HOW TO COMPLETE THIS TASK ▸
Scan the listing below for the word "enumerate" and state how many lines hold it. Write nothing but the number.

==== DATA FOR THIS EXERCISE

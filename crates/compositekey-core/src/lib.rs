pub mod driver;
pub use driver::Connection;

mod error;
pub use error::{Error, IntoError};

pub mod schema;
pub use schema::Schema;

pub mod stmt;

/// A Result type alias that uses compositekey's [`Error`] type.
pub type Result<T> = core::result::Result<T, Error>;
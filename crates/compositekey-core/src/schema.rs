//! Schema declaration consumed by the statement compiler.

mod column_ref;
pub use column_ref::ColumnRef;

mod field;
pub use field::{Field, FieldId};

mod model;
pub use model::{Model, ModelId, ParentLink};

mod relation;
pub use relation::{Relation, Restriction};

mod verify;

use crate::{Error, Result};

#[derive(Debug, Clone, Default)]
pub struct Schema {
    pub models: Vec<Model>,
}

impl Schema {
    /// Assigns ids, resolves relation targets by model name and verifies the
    /// result.
    pub fn new(mut models: Vec<Model>) -> Result<Schema> {
        let names: Vec<String> = models.iter().map(|model| model.name.clone()).collect();
        let lookup = |name: &str| -> Result<ModelId> {
            names
                .iter()
                .position(|candidate| candidate == name)
                .map(ModelId)
                .ok_or_else(|| Error::invalid_schema(format!("unknown model `{name}`")))
        };

        for (index, model) in models.iter_mut().enumerate() {
            model.id = ModelId(index);

            for (field_index, field) in model.fields.iter_mut().enumerate() {
                field.id = FieldId {
                    model: ModelId(index),
                    index: field_index,
                };

                if let Some(relation) = &mut field.relation {
                    relation.target = lookup(&relation.target_name)?;
                }
            }

            let mut pks = model.fields.iter().enumerate().filter(|(_, f)| f.primary_key);
            match (pks.next(), pks.next()) {
                (Some((index, _)), None) => model.primary_key = index,
                (None, _) => {
                    return Err(Error::invalid_schema(format!(
                        "model `{}` has no primary key",
                        model.name
                    )))
                }
                (Some(_), Some(_)) => {
                    return Err(Error::invalid_schema(format!(
                        "model `{}` declares more than one primary key field; use a composite field",
                        model.name
                    )))
                }
            }

            if let Some(parent) = &mut model.parent {
                parent.model = lookup(&parent.model_name)?;
            }
        }

        let schema = Schema { models };
        verify::verify(&schema)?;
        Ok(schema)
    }

    pub fn model(&self, id: impl Into<ModelId>) -> &Model {
        &self.models[id.into().0]
    }

    pub fn model_by_name(&self, name: &str) -> Option<&Model> {
        self.models.iter().find(|model| model.name == name)
    }

    pub fn field(&self, id: FieldId) -> &Field {
        &self.model(id.model).fields[id.index]
    }

    pub fn pk(&self, model: ModelId) -> &Field {
        self.model(model).pk()
    }

    /// Returns the field a relation points at on its target model.
    pub fn relation_target(&self, field: &Field) -> Result<&Field> {
        let Some(relation) = &field.relation else {
            return Err(Error::invalid_schema(format!(
                "field `{}` is not a relation",
                field.name
            )));
        };

        let target = self.model(relation.target);
        match &relation.target_field {
            None => Ok(target.pk()),
            Some(name) => target
                .field_by_name(name)
                .ok_or_else(|| Error::field_not_found(&target.name, name)),
        }
    }

    /// `(lhs_column, rhs_column)` pairs for a join through `field`, in the
    /// field's declared column order.
    pub fn join_columns(&self, field: &Field) -> Result<Vec<(String, String)>> {
        let target = self.relation_target(field)?;
        Ok(field
            .column
            .columns()
            .iter()
            .cloned()
            .zip(target.column.columns().iter().cloned())
            .collect())
    }

    /// Every concrete field of `model`, inherited fields first. Inherited
    /// fields are tagged with the ancestor that declares them.
    pub fn concrete_fields_with_model(&self, model: ModelId) -> Vec<(&Field, Option<ModelId>)> {
        let model = self.model(model);
        let mut fields = vec![];

        if let Some(parent) = &model.parent {
            for (field, owner) in self.concrete_fields_with_model(parent.model) {
                fields.push((field, Some(owner.unwrap_or(parent.model))));
            }
        }

        fields.extend(model.fields.iter().map(|field| (field, None)));
        fields
    }

    /// Models between `model` (exclusive) and `ancestor` (inclusive), walking
    /// parent links. `None` when `ancestor` is not an ancestor.
    pub fn base_chain(&self, model: ModelId, ancestor: ModelId) -> Option<Vec<ModelId>> {
        let mut chain = vec![];
        let mut curr = self.model(model);

        while let Some(parent) = &curr.parent {
            chain.push(parent.model);
            if parent.model == ancestor {
                return Some(chain);
            }
            curr = self.model(parent.model);
        }

        None
    }

    /// True when `model` is `ancestor` or inherits from it.
    pub fn is_subclass(&self, model: ModelId, ancestor: ModelId) -> bool {
        model == ancestor || self.base_chain(model, ancestor).is_some()
    }

    /// Resolves a field name on `model` or one of its ancestors. `pk` names the
    /// primary key. Returns the field and, for inherited fields, the ancestor
    /// declaring it.
    pub fn resolve_field(&self, model: ModelId, name: &str) -> Result<(&Field, Option<ModelId>)> {
        let m = self.model(model);

        if name == "pk" {
            return Ok((m.pk(), None));
        }

        if let Some(field) = m.field_by_name(name) {
            return Ok((field, None));
        }

        let mut curr = m;
        while let Some(parent) = &curr.parent {
            curr = self.model(parent.model);
            if let Some(field) = curr.field_by_name(name) {
                return Ok((field, Some(curr.id)));
            }
        }

        Err(Error::field_not_found(&m.name, name))
    }

    /// The local field linking `model` to its direct parent `parent`.
    pub fn ancestor_link(&self, model: ModelId, parent: ModelId) -> Option<&Field> {
        let model = self.model(model);
        let link = model.parent.as_ref().filter(|link| link.model == parent)?;
        model.field_by_name(&link.field)
    }
}

impl From<&Model> for ModelId {
    fn from(value: &Model) -> Self {
        value.id
    }
}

========

EXERCISE SOLUTION ▸
3